Despite Apple stock bouncing up against at all-time highs, the company is beginning to resemble a bungling Microsoft. The newest version of its computer operating system, dubbed Yosemite, has been fraught with bugs – and none of the issues from WiFi connectivity to YouTube video streaming to kernel panics could be resolved by the recently released 10.10.2 update. In fact, it is rumored that computers controlling both the NASA rocket and Virgin Galactic plane that exploded last month were running the beleaguered Mac OS.
Meanwhile, videos show the new ultrathin iPhone 6 can be so easily bent that it can folded by a Samsung employee’s bare hands. Yet for those of us still using the prior generation of mobile devices, the newly released iOS8 has crippled essential applications such as email, Apple Pay, Bluetooth and Internet browsing. Far more troubling, however, is a flaw in the new mobile operating system that makes users vulnerable to hackers in search of sensitive data like bank information and passwords. Phones and tablets can be taken over by phony apps that users unwittingly load onto their handheld gadgets due to a loophole Apple uses to allow large software developers to bypass the App Store.
All of this recalls the disastrous 2012 rollout of Apple’s proprietary mapping application: Roads appeared in the wrong places and the 3-D feature warped and bobbed like a bad acid trip. In the end, key executives like Richard Williamson and Scott Forstall got canned after several unprepared tourists were sent deep into the Australian outback and nearly died. I had my own problems with Apple maps which until Tim Cook’s recent announcement made little sense; why was it that every time I tried to get directions to the nearest Starbucks in SoMa, I was directed to Blow Buddies on Harrison Street?
With any luck, then, the National Guard will deploy Google Earth or some NORAD Command Guidance System to get themselves to Ferguson, MO where protesters have taken over the streets in the wake of the non-indictment of police officer Darren Wilson. Wilson, you must know by now, gunned down unarmed black teenager Michael Brown for stealing $38 worth of cigars from a convenience store. Setting aside the internecine battle between the KKK and Anonymous, Bill Cosby declared:
We, as black folks have to do a better job. We have to start holding each other to a higher standard. We cannot blame the white people any longer. Those people are not Africans. They don’t know a thing about Africa. With names like Shaniqua, Taliqua and Mohammed and all of that crap, and all of them are in jail. People with their hats on backward, pants down around the crack, isn’t that a sign of something?

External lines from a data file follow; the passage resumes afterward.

/// Link-cable endpoint. The transfer exchanges a whole byte when it starts;
/// bits then shift into SB one clock at a time.
pub trait LinkPort {
    /// Hand the peer the outgoing byte and return its reply. A cable with
    /// nothing on the other end returns 0xFF.
    fn exchange(&mut self, out: u8) -> u8;
}

/// Unconnected link. In loopback mode the sent byte comes straight back,
/// which is what serial-driven test ROMs expect.
pub struct NullLinkPort {
    pub loopback: bool,
}

impl LinkPort for NullLinkPort {
    fn exchange(&mut self, out: u8) -> u8 {
        if self.loopback { out } else { 0xFF }
    }
}

/// Cycles per bit on the internal clock (8192 Hz).
const PERIOD_NORMAL: u32 = 512;
/// CGB fast clock, SC bit 1 (262144 Hz).
const PERIOD_FAST: u32 = 16;

/// SB/SC serial port. An internally clocked transfer shifts one bit per
/// period; an externally clocked one only moves on `external_clock_pulse`.
/// Completion clears SC bit 7 and requests the serial interrupt.
pub struct Serial {
    sb: u8,
    sc: u8,
    cgb: bool,
    bits_left: u8,
    incoming: u8,
    counter: u32,
    link: Box<dyn LinkPort + Send>,
    output: Vec<u8>,
}

impl Serial {
    pub fn new(cgb: bool) -> Self {
        Self {
            sb: 0,
            sc: 0,
            cgb,
            bits_left: 0,
            incoming: 0,
            counter: 0,
            link: Box::new(NullLinkPort { loopback: false }),
            output: Vec::new(),
        }
    }

    pub fn set_link(&mut self, link: Box<dyn LinkPort + Send>) {
        self.link = link;
    }

    pub fn read(&self, addr: u16) -> u8 {
        match addr {
            0xFF01 => self.sb,
            0xFF02 => self.sc | if self.cgb { 0x7C } else { 0x7E },
            _ => 0xFF,
        }
    }

    /// Returns true when the write starts a new transfer.
    pub fn write(&mut self, addr: u16, val: u8) -> bool {
        match addr {
            0xFF01 => {
                self.sb = val;
                false
            }
            0xFF02 => {
                let started = val & 0x80 != 0 && self.sc & 0x80 == 0;
                self.sc = val & if self.cgb { 0x83 } else { 0x81 };
                if started {
                    self.begin_transfer();
                }
                started
            }
            _ => false,
        }
    }

    fn begin_transfer(&mut self) {
        self.bits_left = 8;
        self.counter = 0;
        self.output.push(self.sb);
        self.incoming = self.link.exchange(self.sb);
    }

    fn period(&self) -> u32 {
        if self.cgb && self.sc & 0x02 != 0 {
            PERIOD_FAST
        } else {
            PERIOD_NORMAL
        }
    }

    pub fn step(&mut self, cycles: u32, if_reg: &mut u8) {
        // Only the internal clock advances with time.
        if self.bits_left == 0 || self.sc & 0x01 == 0 {
            return;
        }
        self.counter += cycles;
        let period = self.period();
        while self.counter >= period && self.bits_left > 0 {
            self.counter -= period;
            self.shift_bit(if_reg);
        }
    }

    /// One externally supplied clock edge; a no-op unless an external-clock
    /// transfer is in flight.
    pub fn external_clock_pulse(&mut self, if_reg: &mut u8) {
        if self.bits_left > 0 && self.sc & 0x01 == 0 {
            self.shift_bit(if_reg);
        }
    }

    fn shift_bit(&mut self, if_reg: &mut u8) {
        self.sb = (self.sb << 1) | (self.incoming >> 7);
        self.incoming <<= 1;
        self.bits_left -= 1;
        if self.bits_left == 0 {
            self.sc &= 0x7F;
            *if_reg |= 0x08;
        }
    }

    /// Drain the bytes sent since the last call.
    pub fn take_output(&mut self) -> Vec<u8> {
        std::mem::take(&mut self.output)
    }
}

#[cfg(test)]
mod tests {
    use super::*;

    #[test]
    fn internal_transfer_completes_after_eight_periods() {
        let mut serial = Serial::new(false);
        serial.set_link(Box::new(NullLinkPort { loopback: true }));
        let mut if_reg = 0;
        serial.write(0xFF01, 0xA5);
        serial.write(0xFF02, 0x81);

        serial.step(512 * 7, &mut if_reg);
        assert_eq!(serial.read(0xFF02) & 0x80, 0x80);
        assert_eq!(if_reg, 0);

        serial.step(512, &mut if_reg);
        assert_eq!(serial.read(0xFF02) & 0x80, 0);
        assert_eq!(if_reg, 0x08);
        assert_eq!(serial.read(0xFF01), 0xA5); // loopback
        assert_eq!(serial.take_output(), vec![0xA5]);
    }

    #[test]
    fn disconnected_link_shifts_in_ff() {
        let mut serial = Serial::new(false);
        let mut if_reg = 0;
        serial.write(0xFF01, 0x3C);
        serial.write(0xFF02, 0x81);
        serial.step(512 * 8, &mut if_reg);
        assert_eq!(serial.read(0xFF01), 0xFF);
    }

    #[test]
    fn external_clock_waits_for_pulses() {
        let mut serial = Serial::new(false);
        let mut if_reg = 0;
        serial.write(0xFF01, 0x55);
        serial.write(0xFF02, 0x80);

        serial.step(512 * 100, &mut if_reg);
        assert_eq!(serial.read(0xFF02) & 0x80, 0x80);

        for _ in 0..8 {
            serial.external_clock_pulse(&mut if_reg);
        }
        assert_eq!(serial.read(0xFF02) & 0x80, 0);
        assert_eq!(if_reg, 0x08);
    }

    #[test]
    fn cgb_fast_clock_divides_period() {
        let mut serial = Serial::new(true);
        serial.set_link(Box::new(NullLinkPort { loopback: true }));
        let mut if_reg = 0;
        serial.write(0xFF01, 0x11);
        serial.write(0xFF02, 0x83);
        serial.step(16 * 8, &mut if_reg);
        assert_eq!(if_reg, 0x08);
    }
}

Yes, Bill, it’s a sign that the drugs have taken hold and it’s rape time.
Understandably, the Big Apple is not accustomed to playing second fiddle, especially to some Podunk Midwestern hamlet. So days before the Wilson verdict was rendered, a NYPD rookie cop shot and killed an unarmed African-American male in the Brooklyn projects. With a legacy that includes names like Amadou Diallo and Patrick Dorismond, New York is looking to regain the top spot; after all Los Angeles went all up in shit after Rodney King merely got his ass beat. In the final analysis, jail breaking your phone might just prove a viable solution, while jail breaking the prison in Ferguson may only lead to greater violence. As one marcher scrawled on the sidewalk there, “Po leeces gonna be killed.”